Phishing for personal details is a common approach taken by scammers to gain access to victims bank accounts and other online services. They may call up random phone numbers claim to be from a large company or service provider. If you happen to be a customer, they can then proceed to “check details for security” and gain postcodes, dates of birth and possibly bank account details, credit card details, even passwords.
One reason this is often a successful approach is that it is exactly what some banks, mobile phone companies and ISPs do. They will call you about something to do with your account, and go through the security procedure to confirm they have called the right number or whoever answered the phone is indeed the person they need to speak to.
This seems quite legitimate, but how can you tell it isn’t just a very convincing con artist who called you? They don’t give you an opportunity to confirm their identity.

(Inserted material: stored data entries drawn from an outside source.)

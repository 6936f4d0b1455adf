use clap::{CommandFactory, FromArgMatches, Parser, Subcommand};
use deckforge_core::catalog::CardCatalog;
use deckforge_core::config::FitnessWeights;
use deckforge_core::corpus::Corpus;
use deckforge_core::model::Faction;
use deckforge_core::FitnessEvaluator;
use std::path::Path;
use std::process;
use std::sync::Arc;
use tracing::{error, info, warn, Level};

mod cmd;
mod reports;

#[derive(Parser, Debug)]
#[command(author, version, about, long_about = None)]
struct Cli {
    #[command(subcommand)]
    command: Commands,

    #[arg(global = true, short, long, default_value = "data/decks")]
    decks: String,

    #[arg(global = true, short, long, default_value = "data/card_database.csv")]
    catalog: String,

    /// JSON file with faction -> leader ability -> provision bonus tables
    #[arg(global = true, short, long)]
    factions: Option<String>,

    #[arg(global = true, long)]
    weights: Option<String>,

    #[arg(global = true, long, default_value_t = false)]
    debug: bool,
}

#[derive(Subcommand, Debug)]
enum Commands {
    Score(cmd::score::ScoreArgs),
    Rank(cmd::rank::RankArgs),
    Inspect(cmd::inspect::InspectArgs),
    Show(cmd::show::ShowArgs),
}

fn main() {
    let matches = Cli::command().get_matches();
    let cli = Cli::from_arg_matches(&matches).unwrap_or_else(|e| e.exit());

    let level = if cli.debug { Level::DEBUG } else { Level::INFO };
    tracing_subscriber::fmt()
        .with_max_level(level)
        .with_writer(std::io::stderr)
        .init();

    info!("🚀 Initializing DeckForge...");

    let corpus = Corpus::load_from_dir(&cli.decks).unwrap_or_else(|e| {
        error!("{}", e);
        process::exit(1);
    });

    if let Commands::Show(args) = &cli.command {
        let catalog = load_catalog_or_empty(&cli.catalog);
        cmd::show::run(args, &corpus, &catalog);
        return;
    }

    let (cli_weights, sub_matches) = match &cli.command {
        Commands::Score(args) => (
            Some(&args.weights),
            matches.subcommand_matches("score"),
        ),
        Commands::Rank(args) => (
            Some(&args.config.weights),
            matches.subcommand_matches("rank"),
        ),
        _ => (None, None),
    };

    let weights = resolve_weights(cli.weights.as_deref(), cli_weights, sub_matches);

    let evaluator = match FitnessEvaluator::from_corpus(&corpus, weights) {
        Ok(e) => Arc::new(e),
        Err(e) => {
            error!("❌ FATAL ERROR BUILDING STATISTICS:");
            error!("   {}", e);
            process::exit(1);
        }
    };

    match cli.command {
        Commands::Score(args) => {
            let catalog = load_catalog(&cli.catalog);
            cmd::score::run(args, evaluator, &catalog);
        }
        Commands::Rank(args) => {
            let catalog = load_catalog(&cli.catalog);
            let factions = load_factions(cli.factions.as_deref());
            cmd::rank::run(args, evaluator, &catalog, &factions);
        }
        Commands::Inspect(args) => {
            let catalog = load_catalog_or_empty(&cli.catalog);
            cmd::inspect::run(args, evaluator, &catalog, &cli.catalog);
        }
        Commands::Show(_) => {}
    }
}

/// Weights file is the base; flags typed on the command line override it.
fn resolve_weights(
    path: Option<&str>,
    cli_weights: Option<&FitnessWeights>,
    sub_matches: Option<&clap::ArgMatches>,
) -> FitnessWeights {
    let base = cli_weights.cloned().unwrap_or_default();

    let Some(path) = path else {
        return base;
    };

    info!("⚖️  Loading Weights from: {}", path);
    let mut file_weights = FitnessWeights::load_from_file(path).unwrap_or_else(|e| {
        error!("{}", e);
        process::exit(1);
    });

    if let (Some(cli_weights), Some(matches)) = (cli_weights, sub_matches) {
        file_weights.merge_from_cli(cli_weights, matches);
    }
    file_weights
}

fn load_catalog(path: &str) -> CardCatalog {
    CardCatalog::load_from_file(path).unwrap_or_else(|e| {
        error!("Failed to load card catalog '{}': {}", path, e);
        process::exit(1);
    })
}

fn load_catalog_or_empty(path: &str) -> CardCatalog {
    if !Path::new(path).exists() {
        warn!("⚠️  Card catalog '{}' not found. Showing card ids only.", path);
        return CardCatalog::default();
    }
    load_catalog(path)
}

fn load_factions(path: Option<&str>) -> Vec<Faction> {
    match path {
        Some(p) => {
            info!("🛡️  Loading Factions: {}", p);
            Faction::load_from_file(p).unwrap_or_else(|e| {
                error!("Failed to load factions '{}': {}", p, e);
                process::exit(1);
            })
        }
        None => Faction::builtin(),
    }
}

As well as this imbalanced approach to security, legitimate companies who perpetuate this practice are making the job of scammers easier by normalizing handing out of personal information to anyone who calls and sounds convincing.
Companies who value security really need to think harder and change how they validate who they have called.
Until they figure out creative ways to do a better job, my advice is to challenge any caller who seeks your personal details about this, and refuse to share them. Instead you can call them back on a publicly available contact number, and go thorough the process.
This might seem over the top, but note that victims of scammers who handed over their personal details are always held responsible and rarely refunded by their banks, service providers. It’s their fault for doing what the same companies systematically all thousands of customers to do every day.